* _What you will do_: Scan the listing below for the word "params" and copy every line that has it.

═══ Given data

#[cfg(test)]
mod tests {
    use super::*;
    use crate::token::Token;

    fn tok(kind: TokenKind, text: &str) -> Token {
        Token::new(kind, 1, text)
    }

    fn ws() -> Token {
        tok(TokenKind::Whitespace, " ")
    }

    /// `class FooException extends \Exception { function __construct(<params>) {} }`
    fn class_with_constructor(params: &[Token]) -> TokenStream {
        let mut tokens = vec![
            tok(TokenKind::Class, "class"),
            ws(),
            tok(TokenKind::Identifier, "FooException"),
            ws(),
            tok(TokenKind::Extends, "extends"),
            ws(),
            tok(TokenKind::NsSeparator, "\\"),
            tok(TokenKind::Identifier, "Exception"),
            ws(),
            tok(TokenKind::OpenBrace, "{"),
            ws(),
            tok(TokenKind::Function, "function"),
            ws(),
            tok(TokenKind::Identifier, "__construct"),
            tok(TokenKind::OpenParen, "("),
        ];
        tokens.extend_from_slice(params);
        tokens.extend(vec![
            tok(TokenKind::CloseParen, ")"),
            ws(),
            tok(TokenKind::OpenBrace, "{"),
            tok(TokenKind::CloseBrace, "}"),
            ws(),
            tok(TokenKind::CloseBrace, "}"),
        ]);
        TokenStream::new(tokens)
    }

    #[test]
    fn finds_next_token_of_kind() {
        let stream = class_with_constructor(&[]);
        assert_eq!(find_next(&stream, TokenKind::Class, 0), Some(0));
        assert_eq!(find_next(&stream, TokenKind::Function, 0), Some(11));
        assert_eq!(find_next(&stream, TokenKind::Function, 12), None);
    }

    #[test]
    fn reads_declaration_name_and_supertype() {
        let stream = class_with_constructor(&[]);
        assert_eq!(declaration_name(&stream, 0), Some("FooException"));
        assert_eq!(declared_supertype(&stream, 0), Some("\\Exception".to_string()));
    }

    #[test]
    fn supertype_absent_when_nothing_extended() {
        let stream = TokenStream::new(vec![
            tok(TokenKind::Class, "class"),
            ws(),
            tok(TokenKind::Identifier, "Plain"),
            ws(),
            tok(TokenKind::OpenBrace, "{"),
            tok(TokenKind::CloseBrace, "}"),
        ]);
        assert_eq!(declared_supertype(&stream, 0), None);
    }

    #[test]
    fn supertype_scan_stops_at_body_brace() {
        // `class A {}` followed by `class B extends \Exception {}`; the
        // scan for A must not reach B's extends clause.
        let stream = TokenStream::new(vec![
            tok(TokenKind::Class, "class"),
            ws(),
            tok(TokenKind::Identifier, "A"),
            ws(),
            tok(TokenKind::OpenBrace, "{"),
            tok(TokenKind::CloseBrace, "}"),
            ws(),
            tok(TokenKind::Class, "class"),
            ws(),
            tok(TokenKind::Identifier, "B"),
            ws(),
            tok(TokenKind::Extends, "extends"),
            ws(),
            tok(TokenKind::NsSeparator, "\\"),
            tok(TokenKind::Identifier, "Exception"),
            ws(),
            tok(TokenKind::OpenBrace, "{"),
            tok(TokenKind::CloseBrace, "}"),
        ]);
        assert_eq!(declared_supertype(&stream, 0), None);
        assert_eq!(declared_supertype(&stream, 7), Some("\\Exception".to_string()));
    }

    #[test]
    fn supertype_scan_stops_at_next_declaration() {
        // Malformed: `class A` with no body, then a complete exception
        // class. A must not borrow B's extends clause.
        let stream = TokenStream::new(vec![
            tok(TokenKind::Class, "class"),
            ws(),
            tok(TokenKind::Identifier, "A"),
            ws(),
            tok(TokenKind::Class, "class"),
            ws(),
            tok(TokenKind::Identifier, "BException"),
            ws(),
            tok(TokenKind::Extends, "extends"),
            ws(),
            tok(TokenKind::NsSeparator, "\\"),
            tok(TokenKind::Identifier, "Exception"),
            ws(),
            tok(TokenKind::OpenBrace, "{"),
            tok(TokenKind::CloseBrace, "}"),
        ]);
        assert_eq!(declared_supertype(&stream, 0), None);
        assert_eq!(declared_supertype(&stream, 4), Some("\\Exception".to_string()));
    }

    #[test]
    fn body_scan_stops_at_next_declaration() {
        // Malformed: bodyless `class A`, then a class with a constructor.
        // A has no body, so it has no constructor either.
        let stream = TokenStream::new(vec![
            tok(TokenKind::Class, "class"),
            ws(),
            tok(TokenKind::Identifier, "A"),
            ws(),
            tok(TokenKind::Class, "class"),
            ws(),
            tok(TokenKind::Identifier, "B"),
            ws(),
            tok(TokenKind::OpenBrace, "{"),
            tok(TokenKind::Function, "function"),
            ws(),
            tok(TokenKind::Identifier, "__construct"),
            tok(TokenKind::OpenParen, "("),
            tok(TokenKind::CloseParen, ")"),
            tok(TokenKind::OpenBrace, "{"),
            tok(TokenKind::CloseBrace, "}"),
            tok(TokenKind::CloseBrace, "}"),
        ]);
        assert_eq!(body_bounds(&stream, 0), None);
        assert_eq!(find_constructor(&stream, 0), None);
        assert_eq!(find_constructor(&stream, 4), Some(9));
    }

    #[test]
    fn finds_constructor_inside_body() {
        let stream = class_with_constructor(&[]);
        let ctor = find_constructor(&stream, 0);
        assert_eq!(ctor, Some(11));
        assert_eq!(function_name(&stream, 11), Some(CONSTRUCTOR_NAME));
    }

    #[test]
    fn constructor_scan_does_not_leave_declaration_scope() {
        // `class A {}` then a free function `__construct` lookalike.
        let stream = TokenStream::new(vec![
            tok(TokenKind::Class, "class"),
            ws(),
            tok(TokenKind::Identifier, "A"),
            ws(),
            tok(TokenKind::OpenBrace, "{"),
            tok(TokenKind::CloseBrace, "}"),
            ws(),
            tok(TokenKind::Function, "function"),
            ws(),
            tok(TokenKind::Identifier, "__construct"),
            tok(TokenKind::OpenParen, "("),
            tok(TokenKind::CloseParen, ")"),
            tok(TokenKind::OpenBrace, "{"),
            tok(TokenKind::CloseBrace, "}"),
        ]);
        assert_eq!(find_constructor(&stream, 0), None);
    }

    #[test]
    fn constructor_absent_in_bodyless_declaration() {
        let stream = TokenStream::new(vec![
            tok(TokenKind::Class, "class"),
            ws(),
            tok(TokenKind::Identifier, "A"),
        ]);
        assert_eq!(find_constructor(&stream, 0), None);
    }

    #[test]
    fn skips_non_constructor_methods() {
        let stream = TokenStream::new(vec![
            tok(TokenKind::Class, "class"),
            ws(),
            tok(TokenKind::Identifier, "A"),
            ws(),
            tok(TokenKind::OpenBrace, "{"),
            tok(TokenKind::Function, "function"),
            ws(),
            tok(TokenKind::Identifier, "helper"),
            tok(TokenKind::OpenParen, "("),
            tok(TokenKind::CloseParen, ")"),
            tok(TokenKind::OpenBrace, "{"),
            tok(TokenKind::CloseBrace, "}"),
            ws(),
            tok(TokenKind::Function, "function"),
            ws(),
            tok(TokenKind::Identifier, "__construct"),
            tok(TokenKind::OpenParen, "("),
            tok(TokenKind::CloseParen, ")"),
            tok(TokenKind::OpenBrace, "{"),
            tok(TokenKind::CloseBrace, "}"),
            tok(TokenKind::CloseBrace, "}"),
        ]);
        assert_eq!(find_constructor(&stream, 0), Some(13));
    }

    #[test]
    fn parameter_types_empty_list() {
        let stream = class_with_constructor(&[]);
        assert!(parameter_types(&stream, 11).is_empty());
    }

    #[test]
    fn parameter_types_typed_and_untyped() {
        // (string $foo, $bar, \Throwable $e)
        let stream = class_with_constructor(&[
            tok(TokenKind::Identifier, "string"),
            ws(),
            tok(TokenKind::Variable, "$foo"),
            tok(TokenKind::Comma, ","),
            ws(),
            tok(TokenKind::Variable, "$bar"),
            tok(TokenKind::Comma, ","),
            ws(),
            tok(TokenKind::NsSeparator, "\\"),
            tok(TokenKind::Identifier, "Throwable"),
            ws(),
            tok(TokenKind::Variable, "$e"),
        ]);
        assert_eq!(
            parameter_types(&stream, 11),
            vec![
                Some("string".to_string()),
                None,
                Some("\\Throwable".to_string()),
            ]
        );
    }

    #[test]
    fn parameter_default_value_parens_do_not_split() {
        // (array $items = array(1, 2))
        let stream = class_with_constructor(&[
            tok(TokenKind::Identifier, "array"),
            ws(),
            tok(TokenKind::Variable, "$items"),
            ws(),
            tok(TokenKind::Equals, "="),
            ws(),
            tok(TokenKind::Identifier, "array"),
            tok(TokenKind::OpenParen, "("),
            tok(TokenKind::Other, "1"),
            tok(TokenKind::Comma, ","),
            tok(TokenKind::Other, "2"),
            tok(TokenKind::CloseParen, ")"),
        ]);
        assert_eq!(parameter_types(&stream, 11), vec![Some("array".to_string())]);
    }

    #[test]
    fn default_value_identifiers_are_not_part_of_the_type() {
        // ($code = PHP_INT_MAX)
        let stream = class_with_constructor(&[
            tok(TokenKind::Variable, "$code"),
            ws(),
            tok(TokenKind::Equals, "="),
            ws(),
            tok(TokenKind::Identifier, "PHP_INT_MAX"),
        ]);
        assert_eq!(parameter_types(&stream, 11), vec![None]);
    }

    #[test]
    fn previous_non_whitespace_skips_runs() {
        let stream = TokenStream::new(vec![
            tok(TokenKind::Identifier, "MyClass"),
            tok(TokenKind::DoubleColon, "::"),
            ws(),
            ws(),
            tok(TokenKind::Variable, "$variable"),
        ]);
        assert_eq!(find_previous_non_whitespace(&stream, 4), Some(1));
        assert_eq!(find_previous_non_whitespace(&stream, 0), None);
    }

    #[test]
    fn suffix_match_is_case_sensitive() {
        assert!(ends_with("FooException", "Exception"));
        assert!(ends_with("Exception", "Exception"));
        assert!(!ends_with("FooEXCEPTION", "Exception"));
        assert!(!ends_with("Foo", "Exception"));
    }
}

══════

* _Exercise answer_:
    /// `class FooException extends \Exception { function __construct(<params>) {} }`
    fn class_with_constructor(params: &[Token]) -> TokenStream {
        tokens.extend_from_slice(params);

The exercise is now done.